> Task objective: Output the full listing verbatim.

[Entries shown — start]

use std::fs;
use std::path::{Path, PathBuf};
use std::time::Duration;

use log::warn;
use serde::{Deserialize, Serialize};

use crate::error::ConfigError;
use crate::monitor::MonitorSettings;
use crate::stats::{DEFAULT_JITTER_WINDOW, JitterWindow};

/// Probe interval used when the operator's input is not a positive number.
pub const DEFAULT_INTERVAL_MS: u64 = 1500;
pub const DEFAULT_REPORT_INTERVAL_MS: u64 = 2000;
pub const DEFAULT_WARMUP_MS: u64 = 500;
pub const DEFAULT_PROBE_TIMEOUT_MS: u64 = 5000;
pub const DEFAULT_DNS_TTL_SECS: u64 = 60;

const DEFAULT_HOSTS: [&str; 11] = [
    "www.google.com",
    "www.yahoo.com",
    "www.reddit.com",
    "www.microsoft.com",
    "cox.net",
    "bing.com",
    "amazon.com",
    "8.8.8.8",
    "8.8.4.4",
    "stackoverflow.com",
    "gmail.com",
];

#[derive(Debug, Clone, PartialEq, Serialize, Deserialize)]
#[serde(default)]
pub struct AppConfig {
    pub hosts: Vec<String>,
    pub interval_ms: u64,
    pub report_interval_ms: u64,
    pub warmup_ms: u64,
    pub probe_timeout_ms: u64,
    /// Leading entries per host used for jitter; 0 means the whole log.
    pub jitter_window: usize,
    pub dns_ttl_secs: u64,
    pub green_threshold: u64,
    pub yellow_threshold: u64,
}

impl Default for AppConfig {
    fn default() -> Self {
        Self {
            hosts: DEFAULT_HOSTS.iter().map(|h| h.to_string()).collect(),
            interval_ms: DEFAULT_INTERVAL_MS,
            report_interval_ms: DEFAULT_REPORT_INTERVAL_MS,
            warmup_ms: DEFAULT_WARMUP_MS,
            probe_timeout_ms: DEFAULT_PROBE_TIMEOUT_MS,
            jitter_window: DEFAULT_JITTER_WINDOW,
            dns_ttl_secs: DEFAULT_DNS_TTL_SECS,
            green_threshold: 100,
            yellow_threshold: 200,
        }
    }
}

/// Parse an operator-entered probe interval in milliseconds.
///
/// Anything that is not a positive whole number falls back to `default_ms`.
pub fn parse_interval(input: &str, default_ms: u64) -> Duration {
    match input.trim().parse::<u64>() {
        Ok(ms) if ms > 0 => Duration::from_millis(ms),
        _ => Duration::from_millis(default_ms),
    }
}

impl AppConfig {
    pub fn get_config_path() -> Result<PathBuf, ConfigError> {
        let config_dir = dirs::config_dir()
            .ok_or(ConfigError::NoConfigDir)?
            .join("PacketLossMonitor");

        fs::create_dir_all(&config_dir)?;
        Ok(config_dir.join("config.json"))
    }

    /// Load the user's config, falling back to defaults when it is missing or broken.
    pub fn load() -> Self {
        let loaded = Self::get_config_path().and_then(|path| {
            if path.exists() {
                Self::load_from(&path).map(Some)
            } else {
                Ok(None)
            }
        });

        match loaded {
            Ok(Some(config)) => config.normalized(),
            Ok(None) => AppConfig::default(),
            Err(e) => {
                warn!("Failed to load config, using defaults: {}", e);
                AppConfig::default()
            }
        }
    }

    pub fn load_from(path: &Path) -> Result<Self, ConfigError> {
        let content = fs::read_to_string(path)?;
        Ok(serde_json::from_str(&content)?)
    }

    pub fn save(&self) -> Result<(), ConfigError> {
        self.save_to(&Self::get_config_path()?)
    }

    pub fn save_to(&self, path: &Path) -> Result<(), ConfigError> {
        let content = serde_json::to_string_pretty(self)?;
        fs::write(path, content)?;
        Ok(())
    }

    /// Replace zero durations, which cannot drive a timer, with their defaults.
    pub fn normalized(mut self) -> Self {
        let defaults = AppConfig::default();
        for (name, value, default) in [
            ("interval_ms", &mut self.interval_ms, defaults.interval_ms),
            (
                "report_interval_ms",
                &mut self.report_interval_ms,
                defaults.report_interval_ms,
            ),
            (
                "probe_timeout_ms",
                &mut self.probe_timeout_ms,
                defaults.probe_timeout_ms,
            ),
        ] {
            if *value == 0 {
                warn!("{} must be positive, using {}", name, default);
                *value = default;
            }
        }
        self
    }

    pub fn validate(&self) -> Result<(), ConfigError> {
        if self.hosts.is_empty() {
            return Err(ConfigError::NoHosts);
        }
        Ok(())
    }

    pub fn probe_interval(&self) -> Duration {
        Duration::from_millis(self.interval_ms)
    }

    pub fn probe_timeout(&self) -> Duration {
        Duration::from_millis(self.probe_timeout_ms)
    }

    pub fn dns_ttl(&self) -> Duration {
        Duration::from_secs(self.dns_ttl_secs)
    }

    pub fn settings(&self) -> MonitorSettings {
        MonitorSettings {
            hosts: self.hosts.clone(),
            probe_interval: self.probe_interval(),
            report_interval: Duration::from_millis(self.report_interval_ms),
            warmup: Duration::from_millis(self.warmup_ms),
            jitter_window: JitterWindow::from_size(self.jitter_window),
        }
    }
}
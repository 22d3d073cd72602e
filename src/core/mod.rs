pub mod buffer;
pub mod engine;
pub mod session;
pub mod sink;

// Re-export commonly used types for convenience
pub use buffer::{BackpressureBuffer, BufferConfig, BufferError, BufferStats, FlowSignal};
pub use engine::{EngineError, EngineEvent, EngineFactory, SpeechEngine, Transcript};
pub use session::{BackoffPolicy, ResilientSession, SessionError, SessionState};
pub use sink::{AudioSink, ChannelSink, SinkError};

[Entries shown — finish]

> Written response:
use std::fs;
use std::path::{Path, PathBuf};
use std::time::Duration;

use log::warn;
use serde::{Deserialize, Serialize};

use crate::error::ConfigError;
use crate::monitor::MonitorSettings;
use crate::stats::{DEFAULT_JITTER_WINDOW, JitterWindow};

/// Probe interval used when the operator's input is not a positive number.
pub const DEFAULT_INTERVAL_MS: u64 = 1500;
pub const DEFAULT_REPORT_INTERVAL_MS: u64 = 2000;
pub const DEFAULT_WARMUP_MS: u64 = 500;
pub const DEFAULT_PROBE_TIMEOUT_MS: u64 = 5000;
pub const DEFAULT_DNS_TTL_SECS: u64 = 60;

const DEFAULT_HOSTS: [&str; 11] = [
    "www.google.com",
    "www.yahoo.com",
    "www.reddit.com",
    "www.microsoft.com",
    "cox.net",
    "bing.com",
    "amazon.com",
    "8.8.8.8",
    "8.8.4.4",
    "stackoverflow.com",
    "gmail.com",
];

#[derive(Debug, Clone, PartialEq, Serialize, Deserialize)]
#[serde(default)]
pub struct AppConfig {
    pub hosts: Vec<String>,
    pub interval_ms: u64,
    pub report_interval_ms: u64,
    pub warmup_ms: u64,
    pub probe_timeout_ms: u64,
    /// Leading entries per host used for jitter; 0 means the whole log.
    pub jitter_window: usize,
    pub dns_ttl_secs: u64,
    pub green_threshold: u64,
    pub yellow_threshold: u64,
}

impl Default for AppConfig {
    fn default() -> Self {
        Self {
            hosts: DEFAULT_HOSTS.iter().map(|h| h.to_string()).collect(),
            interval_ms: DEFAULT_INTERVAL_MS,
            report_interval_ms: DEFAULT_REPORT_INTERVAL_MS,
            warmup_ms: DEFAULT_WARMUP_MS,
            probe_timeout_ms: DEFAULT_PROBE_TIMEOUT_MS,
            jitter_window: DEFAULT_JITTER_WINDOW,
            dns_ttl_secs: DEFAULT_DNS_TTL_SECS,
            green_threshold: 100,
            yellow_threshold: 200,
        }
    }
}

/// Parse an operator-entered probe interval in milliseconds.
///
/// Anything that is not a positive whole number falls back to `default_ms`.
pub fn parse_interval(input: &str, default_ms: u64) -> Duration {
    match input.trim().parse::<u64>() {
        Ok(ms) if ms > 0 => Duration::from_millis(ms),
        _ => Duration::from_millis(default_ms),
    }
}

impl AppConfig {
    pub fn get_config_path() -> Result<PathBuf, ConfigError> {
        let config_dir = dirs::config_dir()
            .ok_or(ConfigError::NoConfigDir)?
            .join("PacketLossMonitor");

        fs::create_dir_all(&config_dir)?;
        Ok(config_dir.join("config.json"))
    }

    /// Load the user's config, falling back to defaults when it is missing or broken.
    pub fn load() -> Self {
        let loaded = Self::get_config_path().and_then(|path| {
            if path.exists() {
                Self::load_from(&path).map(Some)
            } else {
                Ok(None)
            }
        });

        match loaded {
            Ok(Some(config)) => config.normalized(),
            Ok(None) => AppConfig::default(),
            Err(e) => {
                warn!("Failed to load config, using defaults: {}", e);
                AppConfig::default()
            }
        }
    }

    pub fn load_from(path: &Path) -> Result<Self, ConfigError> {
        let content = fs::read_to_string(path)?;
        Ok(serde_json::from_str(&content)?)
    }

    pub fn save(&self) -> Result<(), ConfigError> {
        self.save_to(&Self::get_config_path()?)
    }

    pub fn save_to(&self, path: &Path) -> Result<(), ConfigError> {
        let content = serde_json::to_string_pretty(self)?;
        fs::write(path, content)?;
        Ok(())
    }

    /// Replace zero durations, which cannot drive a timer, with their defaults.
    pub fn normalized(mut self) -> Self {
        let defaults = AppConfig::default();
        for (name, value, default) in [
            ("interval_ms", &mut self.interval_ms, defaults.interval_ms),
            (
                "report_interval_ms",
                &mut self.report_interval_ms,
                defaults.report_interval_ms,
            ),
            (
                "probe_timeout_ms",
                &mut self.probe_timeout_ms,
                defaults.probe_timeout_ms,
            ),
        ] {
            if *value == 0 {
                warn!("{} must be positive, using {}", name, default);
                *value = default;
            }
        }
        self
    }

    pub fn validate(&self) -> Result<(), ConfigError> {
        if self.hosts.is_empty() {
            return Err(ConfigError::NoHosts);
        }
        Ok(())
    }

    pub fn probe_interval(&self) -> Duration {
        Duration::from_millis(self.interval_ms)
    }

    pub fn probe_timeout(&self) -> Duration {
        Duration::from_millis(self.probe_timeout_ms)
    }

    pub fn dns_ttl(&self) -> Duration {
        Duration::from_secs(self.dns_ttl_secs)
    }

    pub fn settings(&self) -> MonitorSettings {
        MonitorSettings {
            hosts: self.hosts.clone(),
            probe_interval: self.probe_interval(),
            report_interval: Duration::from_millis(self.report_interval_ms),
            warmup: Duration::from_millis(self.warmup_ms),
            jitter_window: JitterWindow::from_size(self.jitter_window),
        }
    }
}
repository 22d3d073cd72602e
filename src/core/mod.rs
pub mod buffer;
pub mod engine;
pub mod session;
pub mod sink;

// Re-export commonly used types for convenience
pub use buffer::{BackpressureBuffer, BufferConfig, BufferError, BufferStats, FlowSignal};
pub use engine::{EngineError, EngineEvent, EngineFactory, SpeechEngine, Transcript};
pub use session::{BackoffPolicy, ResilientSession, SessionError, SessionState};
pub use sink::{AudioSink, ChannelSink, SinkError};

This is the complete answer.